Je n'aurais peut-être jamais le courage de poster cette lettre. Me mettre à nu devant toi, au propre comme au figuré, est rarement une bonne idée. Si seulement, j'en retirai quelque chose. Si seulement, tu avais le pouvoir de m'apaiser, plutôt que de me blesser.

Ces mots résonnent durement. Peut-être est-ce dû à la violence avec laquelle tu t'en es allé.

Durant ces longs mois, je me suis souvent posée la question de savoir si je te pardonnerai un jour. La réponse, tu t'en doutes, est que non.  Ce que tu as fait, ce que tu m'as fait, ce n'est pas quelque chose qu'on excuse. Parce que ça fait si mal, qu'on se demande si on le mérite ne serait-ce qu'un tout petit peu.

J'ai repris le cours de ma vie. Cet emménagement à Paris, l'école de journalisme, les nouvelles connaissances autour de moi, m'y ont certainement aidé. Au fond de moi, je cache cette douleur lancinante, celle de n'être à présent qu'une page cornée d'un cahier d'école. Ton cahier d'école.

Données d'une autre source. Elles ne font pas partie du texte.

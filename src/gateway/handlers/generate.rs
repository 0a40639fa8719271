//! Gemini 中继处理器

use axum::{body::Bytes, extract::State, Json};
use serde::Serialize;
use serde_json::Value;

use crate::gateway::{error::RelayError, state::AppState};
use crate::providers::extract_text;

/// 客户端请求 `{ "prompt": string, "systemPrompt"?: string }`
#[derive(Debug, PartialEq, Eq)]
pub struct GenerationRequest {
    pub prompt: String,
    pub system_prompt: Option<String>,
}

impl GenerationRequest {
    /// 从请求体解析
    ///
    /// 请求体不是 JSON 对象时按缺少 prompt 处理
    pub fn from_body(body: &[u8]) -> Result<Self, RelayError> {
        let value: Value = serde_json::from_slice(body).unwrap_or(Value::Null);

        let prompt = value
            .get("prompt")
            .and_then(Value::as_str)
            .filter(|p| !p.is_empty())
            .ok_or(RelayError::InvalidPrompt)?
            .to_string();

        let system_prompt = value
            .get("systemPrompt")
            .and_then(Value::as_str)
            .filter(|s| !s.is_empty())
            .map(str::to_string);

        Ok(Self {
            prompt,
            system_prompt,
        })
    }

    /// 发往上游的文本，system prompt 与 prompt 之间空一行
    pub fn combined_text(&self) -> String {
        match &self.system_prompt {
            Some(system) => format!("{}\n\n{}", system, self.prompt),
            None => self.prompt.clone(),
        }
    }
}

/// 成功响应
#[derive(Debug, Serialize)]
pub struct GenerateResponse {
    pub text: String,
    pub raw: Value,
}

/// POST /api/gemini 处理器
pub async fn handle_generate(
    State(state): State<AppState>,
    body: Bytes,
) -> Result<Json<GenerateResponse>, RelayError> {
    // 密钥检查先于请求体校验
    let client = state.gemini().ok_or(RelayError::Configuration)?;
    let request = GenerationRequest::from_body(&body)?;

    tracing::info!(
        model = client.model(),
        prompt_len = request.prompt.len(),
        system_prompt = request.system_prompt.is_some(),
        "request"
    );

    let raw = client.generate_content(&request.combined_text()).await?;
    let text = extract_text(&raw);

    tracing::info!(model = client.model(), text_len = text.len(), "response");

    Ok(Json(GenerateResponse { text, raw }))
}

#[cfg(test)]
mod tests {
    use super::*;

    fn parse(body: &str) -> Result<GenerationRequest, RelayError> {
        GenerationRequest::from_body(body.as_bytes())
    }

    #[test]
    fn prompt_alone_is_sent_verbatim() {
        let request = parse(r#"{"prompt": "  hello\nworld "}"#).unwrap();
        assert_eq!(request.system_prompt, None);
        assert_eq!(request.combined_text(), "  hello\nworld ");
    }

    #[test]
    fn system_prompt_is_prepended_with_blank_line() {
        let request = parse(r#"{"prompt": "question", "systemPrompt": "be brief"}"#).unwrap();
        assert_eq!(request.combined_text(), "be brief\n\nquestion");
    }

    #[test]
    fn empty_or_non_string_system_prompt_is_ignored() {
        for body in [
            r#"{"prompt": "q", "systemPrompt": ""}"#,
            r#"{"prompt": "q", "systemPrompt": null}"#,
            r#"{"prompt": "q", "systemPrompt": 7}"#,
        ] {
            assert_eq!(parse(body).unwrap().combined_text(), "q", "body: {body}");
        }
    }

    #[test]
    fn rejects_missing_or_invalid_prompt() {
        for body in [
            "{}",
            r#"{"prompt": ""}"#,
            r#"{"prompt": 42}"#,
            r#"{"prompt": null}"#,
            r#"{"prompt": ["a"]}"#,
            r#"{"prompt": {"text": "a"}}"#,
            r#"["prompt"]"#,
            "not json",
            "",
        ] {
            assert!(
                matches!(parse(body), Err(RelayError::InvalidPrompt)),
                "body: {body}"
            );
        }
    }
}
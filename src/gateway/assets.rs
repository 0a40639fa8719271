//! 前端静态资源
//!
//! 未匹配到文件的路径返回入口文档，交给前端路由处理

use std::path::Path;

use tower_http::services::{ServeDir, ServeFile};

/// 前端入口文档
pub const INDEX_DOCUMENT: &str = "index.html";

/// 构建带 SPA 回退的静态资源服务
///
/// 回退时保留入口文档自身的状态码（存在为 200，缺失为 404）
pub fn spa_service(dir: &Path) -> ServeDir<ServeFile> {
    ServeDir::new(dir).fallback(ServeFile::new(dir.join(INDEX_DOCUMENT)))
}
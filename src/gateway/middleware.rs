//! Gateway 中间件

use axum::{
    extract::Request,
    http::{header, Method},
    middleware::Next,
    response::Response,
};
use std::sync::atomic::{AtomicU64, Ordering};
use tower_http::cors::{AllowOrigin, CorsLayer};
use tracing::Instrument;

/// 全局请求计数器，用于生成 request_id
static REQUEST_COUNTER: AtomicU64 = AtomicU64::new(1);

/// CORS 中间件
///
/// 回显请求的 Origin，只允许 POST / OPTIONS 和 Content-Type 头，预检请求直接在此应答
pub fn cors_layer() -> CorsLayer {
    CorsLayer::new()
        .allow_origin(AllowOrigin::mirror_request())
        .allow_methods([Method::POST, Method::OPTIONS])
        .allow_headers([header::CONTENT_TYPE])
}

/// 请求日志中间件
pub async fn request_logger(request: Request, next: Next) -> Response {
    let request_id = REQUEST_COUNTER.fetch_add(1, Ordering::Relaxed);
    let method = request.method().clone();
    let path = request.uri().path().to_string();

    let span = tracing::info_span!(
        "req",
        id = request_id,
        %method,
        %path,
    );

    async move {
        let start = std::time::Instant::now();
        let response = next.run(request).await;
        let latency_ms = start.elapsed().as_millis() as u64;
        let status = response.status().as_u16();

        tracing::info!(status, latency_ms, "done");

        response
    }
    .instrument(span)
    .await
}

Et si il m'est difficile de faire abstraction à l'engouement que tu provoques depuis quelques mois, crois-moi que je mets tout en œuvre pour en être la plus étrangère possible.

Hier, il a fallu que je choisisse l'option dans laquelle j'avais envie de me spécialiser. Tu savais que le journalisme était mon rêve, tu ne seras donc pas étonné si j'ai choisi de poursuivre ma voie dans la section sportive. J'ai longuement hésité. Faire ce choix, c'était mettre un pied encore un peu plus près de toi. Mais voilà, tu as concrétisé ton rêve, pourquoi je ne m'autoriserai pas à en faire de même ?

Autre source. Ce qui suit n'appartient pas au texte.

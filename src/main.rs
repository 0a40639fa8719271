//! Gemini Relay - Gemini API 中继服务
//!
//! 一个轻量级的中继服务：接收前端的 prompt，携带服务端持有的密钥转发给 Gemini API，
//! 同时托管前端构建产物。
//!
//! # 功能特性
//!
//! - `POST /api/gemini` 中继端点，密钥只保存在服务端
//! - CORS 预检处理，回显请求 Origin
//! - 静态资源托管，未匹配的路径回退到 `index.html`
//!
//! # 命令行接口
//!
//! - `serve`: 启动中继服务器
//! - `test`: 向本地服务器发送测试请求

mod commands;
mod config;
mod gateway;
mod providers;
mod utils;

use anyhow::Result;
use clap::{Parser, Subcommand};
use config::Config;
use tracing_subscriber::{layer::SubscriberExt, util::SubscriberInitExt};

/// Gemini Relay CLI
#[derive(Parser)]
#[command(name = "gemini-relay")]
#[command(about = "Gemini API Relay Service", long_about = None)]
#[command(version)]
struct Cli {
    #[command(subcommand)]
    command: Commands,
}

/// 可用的命令
#[derive(Subcommand)]
enum Commands {
    /// 启动中继服务器
    Serve,
    /// 向本地服务器发送测试请求
    Test {
        /// 发送的 prompt
        #[arg(short, long)]
        prompt: Option<String>,
        /// 可选的 system prompt
        #[arg(short, long)]
        system_prompt: Option<String>,
    },
}

#[tokio::main]
async fn main() -> Result<()> {
    // 加载 .env 文件（如果存在）
    if let Ok(dotenv_path) = std::env::var("RELAY_ENV_FILE") {
        dotenvy::from_path(&dotenv_path).ok();
    } else {
        dotenvy::dotenv().ok();
    }

    // 初始化日志系统
    tracing_subscriber::registry()
        .with(
            tracing_subscriber::EnvFilter::try_from_default_env()
                .unwrap_or_else(|_| "gemini_relay=info,tower_http=info".into()),
        )
        .with(
            tracing_subscriber::fmt::layer()
                .with_target(false)
                .with_thread_ids(false)
                .with_thread_names(false),
        )
        .init();

    // 解析命令行参数和配置
    let cli = Cli::parse();
    let config = Config::from_env()?;

    // 执行相应的命令
    match cli.command {
        Commands::Serve => commands::serve_command(config).await,
        Commands::Test {
            prompt,
            system_prompt,
        } => commands::test_command(config, prompt, system_prompt).await,
    }
}
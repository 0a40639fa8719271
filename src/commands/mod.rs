//! CLI 命令实现

pub mod serve;

pub use serve::serve_command;
pub use test::test_command;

Je sais que tu risques de monopoliser ces prochaines années, les rubriques foot de tous les journaux nationaux. Si tu y parviens, c'est que tu as réussi. Sinon, tu m'envoies désolée pour toi. Je sais combien ça t'a coûté de faire ce choix de carrière. A combien s'élève le prix de tes sacrifices ? Est-ce que tu en as seulement conscience ? Alors, je te le souhaite... de réussir. Que tu n'ais pas fait tout ça pour rien. Que tu n'ais pas laissé sur le bas-côté, ceux qui un jour ont cru suffisamment en toi pour te permettre de devenir ce que tu es aujourd'hui. Parce qu'à moi aussi, Nour, ça m'a coûté.

Si je t'écris, c'est parce que j'avais besoin de formuler cet amer sentiment qui me guète à chaque levée du jour, depuis quelques mois. Celui de n'avoir été qu'un faire valoir dans ta vie. De la déception, la colère a pris le pas. Et je m'en veux, de ressentir cet boule de feu qui veut tout et rien dire, depuis ce fameux soir. Le même où tout a basculé, alors que rien ne le présageait.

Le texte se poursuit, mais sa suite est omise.